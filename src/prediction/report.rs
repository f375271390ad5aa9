//! Self-contained HTML report of one prediction round.
//!
//! The document echoes the submitted inputs as a table and renders one
//! section per model with its prediction, confidence, optional accuracy,
//! inline explanation image, and free-text explanation. Everything is
//! embedded so the file can be shared as-is.

use base64::Engine as _;
use time::{OffsetDateTime, format_description::FormatItem, macros::format_description};

use super::api::{ModelResult, ResultSet};
use super::fields::FormFields;

/// Render the report document for the given inputs and results.
pub fn render_report(fields: &FormFields, results: &ResultSet) -> String {
    let mut html = String::with_capacity(4096);
    html.push_str("<!DOCTYPE html>\n<html>\n<head>\n<meta charset=\"utf-8\">\n");
    html.push_str("<title>Diabetes prediction report</title>\n");
    html.push_str(STYLE_BLOCK);
    html.push_str("</head>\n<body>\n");
    html.push_str("<h1>Diabetes prediction report</h1>\n");

    html.push_str("<h2>Submitted measurements</h2>\n<table>\n");
    html.push_str("<tr><th>Measurement</th><th>Value</th></tr>\n");
    for (key, value) in fields.iter() {
        html.push_str(&format!(
            "<tr><td>{}</td><td>{}</td></tr>\n",
            escape_html(key.wire_name()),
            escape_html(value)
        ));
    }
    html.push_str("</table>\n");

    html.push_str("<h2>Model results</h2>\n");
    for (model, result) in results {
        html.push_str(&format!(
            "<section class=\"model\" id=\"{}\">\n<h3>{}</h3>\n",
            escape_html(model.wire_name()),
            escape_html(model.display_name())
        ));
        html.push_str(&render_result_body(result));
        html.push_str("</section>\n");
    }

    html.push_str("</body>\n</html>\n");
    html
}

fn render_result_body(result: &ModelResult) -> String {
    let mut body = String::new();
    body.push_str(&format!(
        "<p>Prediction: <strong>{}</strong></p>\n",
        escape_html(&result.prediction)
    ));
    body.push_str(&format!(
        "<p>Confidence: {}</p>\n",
        format_fraction(result.confidence)
    ));
    if let Some(accuracy) = result.accuracy {
        body.push_str(&format!(
            "<p>Model accuracy: {}</p>\n",
            format_fraction(accuracy)
        ));
    }
    if let Some(image) = embeddable_image(result.lime_explanation_image.as_deref()) {
        body.push_str(&format!(
            "<img alt=\"Explanation\" src=\"data:image/png;base64,{image}\">\n"
        ));
    }
    if let Some(text) = result
        .text_explanation
        .as_deref()
        .filter(|text| !text.trim().is_empty())
    {
        body.push_str(&format!("<p>{}</p>\n", escape_html(text)));
    }
    body
}

/// Suggested filename for a report exported at `now`.
pub fn suggested_file_name(now: OffsetDateTime) -> String {
    const NAME_FORMAT: &[FormatItem<'_>] =
        format_description!("[year]-[month]-[day]_[hour]-[minute]-[second]");
    match now.format(NAME_FORMAT) {
        Ok(stamp) => format!("diasense_report_{stamp}.html"),
        Err(_) => "diasense_report.html".to_string(),
    }
}

/// Return the base64 payload only when it decodes to a non-empty blob, so the
/// document never embeds a broken image tag.
fn embeddable_image(encoded: Option<&str>) -> Option<&str> {
    let encoded = encoded?.trim();
    if encoded.is_empty() {
        return None;
    }
    match base64::engine::general_purpose::STANDARD.decode(encoded) {
        Ok(bytes) if !bytes.is_empty() => Some(encoded),
        _ => None,
    }
}

fn format_fraction(fraction: f64) -> String {
    format!("{:.1}%", fraction * 100.0)
}

fn escape_html(text: &str) -> String {
    let mut escaped = String::with_capacity(text.len());
    for ch in text.chars() {
        match ch {
            '&' => escaped.push_str("&amp;"),
            '<' => escaped.push_str("&lt;"),
            '>' => escaped.push_str("&gt;"),
            '"' => escaped.push_str("&quot;"),
            '\'' => escaped.push_str("&#39;"),
            other => escaped.push(other),
        }
    }
    escaped
}

const STYLE_BLOCK: &str = "<style>\n\
    body { font-family: sans-serif; margin: 2em; color: #222; }\n\
    table { border-collapse: collapse; }\n\
    td, th { border: 1px solid #999; padding: 4px 10px; text-align: left; }\n\
    section.model { margin: 1.5em 0; padding: 1em; border: 1px solid #ccc; }\n\
    img { max-width: 640px; display: block; margin-top: 0.5em; }\n\
    </style>\n";

#[cfg(test)]
mod tests {
    use super::*;
    use crate::prediction::fields::FieldKey;
    use crate::prediction::models::ModelId;

    fn sample_results() -> ResultSet {
        let mut results = ResultSet::new();
        results.insert(
            ModelId::LogisticRegression,
            ModelResult {
                prediction: "Diabetic".into(),
                confidence: 0.82,
                accuracy: Some(0.78),
                lime_explanation_image: None,
                text_explanation: Some("Glucose dominated the outcome".into()),
            },
        );
        results.insert(
            ModelId::RandomForest,
            ModelResult {
                prediction: "Not Diabetic".into(),
                confidence: 0.64,
                accuracy: None,
                lime_explanation_image: Some("".into()),
                text_explanation: None,
            },
        );
        results
    }

    #[test]
    fn report_mentions_every_field_and_model() {
        let mut fields = FormFields::new();
        fields.set(FieldKey::Glucose, "148");
        let html = render_report(&fields, &sample_results());
        for key in FieldKey::ALL {
            assert!(html.contains(key.wire_name()), "{}", key.wire_name());
        }
        assert!(html.contains("Logistic Regression"));
        assert!(html.contains("Random Forest"));
        assert!(html.contains("82.0%"));
        assert!(html.contains("78.0%"));
    }

    #[test]
    fn input_text_is_escaped() {
        let mut fields = FormFields::new();
        fields.set(FieldKey::Age, "<script>alert(1)</script>");
        let html = render_report(&fields, &sample_results());
        assert!(!html.contains("<script>alert"));
        assert!(html.contains("&lt;script&gt;"));
    }

    #[test]
    fn empty_or_invalid_images_are_not_embedded() {
        let html = render_report(&FormFields::new(), &sample_results());
        assert!(!html.contains("data:image/png"));

        let mut results = sample_results();
        results
            .get_mut(&ModelId::RandomForest)
            .unwrap()
            .lime_explanation_image = Some("!!!not-base64!!!".into());
        let html = render_report(&FormFields::new(), &results);
        assert!(!html.contains("data:image/png"));
    }

    #[test]
    fn valid_images_are_embedded_inline() {
        let encoded = base64::engine::general_purpose::STANDARD.encode([0x89u8, 0x50, 0x4e, 0x47]);
        let mut results = sample_results();
        results
            .get_mut(&ModelId::LogisticRegression)
            .unwrap()
            .lime_explanation_image = Some(encoded.clone());
        let html = render_report(&FormFields::new(), &results);
        assert!(html.contains(&format!("data:image/png;base64,{encoded}")));
    }

    #[test]
    fn suggested_name_is_timestamped_html() {
        let fixed = OffsetDateTime::from_unix_timestamp(1_700_000_000).unwrap();
        assert_eq!(
            suggested_file_name(fixed),
            "diasense_report_2023-11-14_22-13-20.html"
        );
    }
}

▸ **Problem description**
Set down every entry exactly as given.

▸ **Response to this exercise**
filename src/prediction/report.rs
repository f375271390ad5aa9
//! Self-contained HTML report of one prediction round.
//!
//! The document echoes the submitted inputs as a table and renders one
//! section per model with its prediction, confidence, optional accuracy,
//! inline explanation image, and free-text explanation. Everything is
//! embedded so the file can be shared as-is.

use base64::Engine as _;
use time::{OffsetDateTime, format_description::FormatItem, macros::format_description};

use super::api::{ModelResult, ResultSet};
use super::fields::FormFields;

/// Render the report document for the given inputs and results.
pub fn render_report(fields: &FormFields, results: &ResultSet) -> String {
    let mut html = String::with_capacity(4096);
    html.push_str("<!DOCTYPE html>\n<html>\n<head>\n<meta charset=\"utf-8\">\n");
    html.push_str("<title>Diabetes prediction report</title>\n");
    html.push_str(STYLE_BLOCK);
    html.push_str("</head>\n<body>\n");
    html.push_str("<h1>Diabetes prediction report</h1>\n");

    html.push_str("<h2>Submitted measurements</h2>\n<table>\n");
    html.push_str("<tr><th>Measurement</th><th>Value</th></tr>\n");
    for (key, value) in fields.iter() {
        html.push_str(&format!(
            "<tr><td>{}</td><td>{}</td></tr>\n",
            escape_html(key.wire_name()),
            escape_html(value)
        ));
    }
    html.push_str("</table>\n");

    html.push_str("<h2>Model results</h2>\n");
    for (model, result) in results {
        html.push_str(&format!(
            "<section class=\"model\" id=\"{}\">\n<h3>{}</h3>\n",
            escape_html(model.wire_name()),
            escape_html(model.display_name())
        ));
        html.push_str(&render_result_body(result));
        html.push_str("</section>\n");
    }

    html.push_str("</body>\n</html>\n");
    html
}

fn render_result_body(result: &ModelResult) -> String {
    let mut body = String::new();
    body.push_str(&format!(
        "<p>Prediction: <strong>{}</strong></p>\n",
        escape_html(&result.prediction)
    ));
    body.push_str(&format!(
        "<p>Confidence: {}</p>\n",
        format_fraction(result.confidence)
    ));
    if let Some(accuracy) = result.accuracy {
        body.push_str(&format!(
            "<p>Model accuracy: {}</p>\n",
            format_fraction(accuracy)
        ));
    }
    if let Some(image) = embeddable_image(result.lime_explanation_image.as_deref()) {
        body.push_str(&format!(
            "<img alt=\"Explanation\" src=\"data:image/png;base64,{image}\">\n"
        ));
    }
    if let Some(text) = result
        .text_explanation
        .as_deref()
        .filter(|text| !text.trim().is_empty())
    {
        body.push_str(&format!("<p>{}</p>\n", escape_html(text)));
    }
    body
}

/// Suggested filename for a report exported at `now`.
pub fn suggested_file_name(now: OffsetDateTime) -> String {
    const NAME_FORMAT: &[FormatItem<'_>] =
        format_description!("[year]-[month]-[day]_[hour]-[minute]-[second]");
    match now.format(NAME_FORMAT) {
        Ok(stamp) => format!("diasense_report_{stamp}.html"),
        Err(_) => "diasense_report.html".to_string(),
    }
}

/// Return the base64 payload only when it decodes to a non-empty blob, so the
/// document never embeds a broken image tag.
fn embeddable_image(encoded: Option<&str>) -> Option<&str> {
    let encoded = encoded?.trim();
    if encoded.is_empty() {
        return None;
    }
    match base64::engine::general_purpose::STANDARD.decode(encoded) {
        Ok(bytes) if !bytes.is_empty() => Some(encoded),
        _ => None,
    }
}

fn format_fraction(fraction: f64) -> String {
    format!("{:.1}%", fraction * 100.0)
}

fn escape_html(text: &str) -> String {
    let mut escaped = String::with_capacity(text.len());
    for ch in text.chars() {
        match ch {
            '&' => escaped.push_str("&amp;"),
            '<' => escaped.push_str("&lt;"),
            '>' => escaped.push_str("&gt;"),
            '"' => escaped.push_str("&quot;"),
            '\'' => escaped.push_str("&#39;"),
            other => escaped.push(other),
        }
    }
    escaped
}

const STYLE_BLOCK: &str = "<style>\n\
    body { font-family: sans-serif; margin: 2em; color: #222; }\n\
    table { border-collapse: collapse; }\n\
    td, th { border: 1px solid #999; padding: 4px 10px; text-align: left; }\n\
    section.model { margin: 1.5em 0; padding: 1em; border: 1px solid #ccc; }\n\
    img { max-width: 640px; display: block; margin-top: 0.5em; }\n\
    </style>\n";

#[cfg(test)]
mod tests {
    use super::*;
    use crate::prediction::fields::FieldKey;
    use crate::prediction::models::ModelId;

    fn sample_results() -> ResultSet {
        let mut results = ResultSet::new();
        results.insert(
            ModelId::LogisticRegression,
            ModelResult {
                prediction: "Diabetic".into(),
                confidence: 0.82,
                accuracy: Some(0.78),
                lime_explanation_image: None,
                text_explanation: Some("Glucose dominated the outcome".into()),
            },
        );
        results.insert(
            ModelId::RandomForest,
            ModelResult {
                prediction: "Not Diabetic".into(),
                confidence: 0.64,
                accuracy: None,
                lime_explanation_image: Some("".into()),
                text_explanation: None,
            },
        );
        results
    }

    #[test]
    fn report_mentions_every_field_and_model() {
        let mut fields = FormFields::new();
        fields.set(FieldKey::Glucose, "148");
        let html = render_report(&fields, &sample_results());
        for key in FieldKey::ALL {
            assert!(html.contains(key.wire_name()), "{}", key.wire_name());
        }
        assert!(html.contains("Logistic Regression"));
        assert!(html.contains("Random Forest"));
        assert!(html.contains("82.0%"));
        assert!(html.contains("78.0%"));
    }

    #[test]
    fn input_text_is_escaped() {
        let mut fields = FormFields::new();
        fields.set(FieldKey::Age, "<script>alert(1)</script>");
        let html = render_report(&fields, &sample_results());
        assert!(!html.contains("<script>alert"));
        assert!(html.contains("&lt;script&gt;"));
    }

    #[test]
    fn empty_or_invalid_images_are_not_embedded() {
        let html = render_report(&FormFields::new(), &sample_results());
        assert!(!html.contains("data:image/png"));

        let mut results = sample_results();
        results
            .get_mut(&ModelId::RandomForest)
            .unwrap()
            .lime_explanation_image = Some("!!!not-base64!!!".into());
        let html = render_report(&FormFields::new(), &results);
        assert!(!html.contains("data:image/png"));
    }

    #[test]
    fn valid_images_are_embedded_inline() {
        let encoded = base64::engine::general_purpose::STANDARD.encode([0x89u8, 0x50, 0x4e, 0x47]);
        let mut results = sample_results();
        results
            .get_mut(&ModelId::LogisticRegression)
            .unwrap()
            .lime_explanation_image = Some(encoded.clone());
        let html = render_report(&FormFields::new(), &results);
        assert!(html.contains(&format!("data:image/png;base64,{encoded}")));
    }

    #[test]
    fn suggested_name_is_timestamped_html() {
        let fixed = OffsetDateTime::from_unix_timestamp(1_700_000_000).unwrap();
        assert_eq!(
            suggested_file_name(fixed),
            "diasense_report_2023-11-14_22-13-20.html"
        );
    }
}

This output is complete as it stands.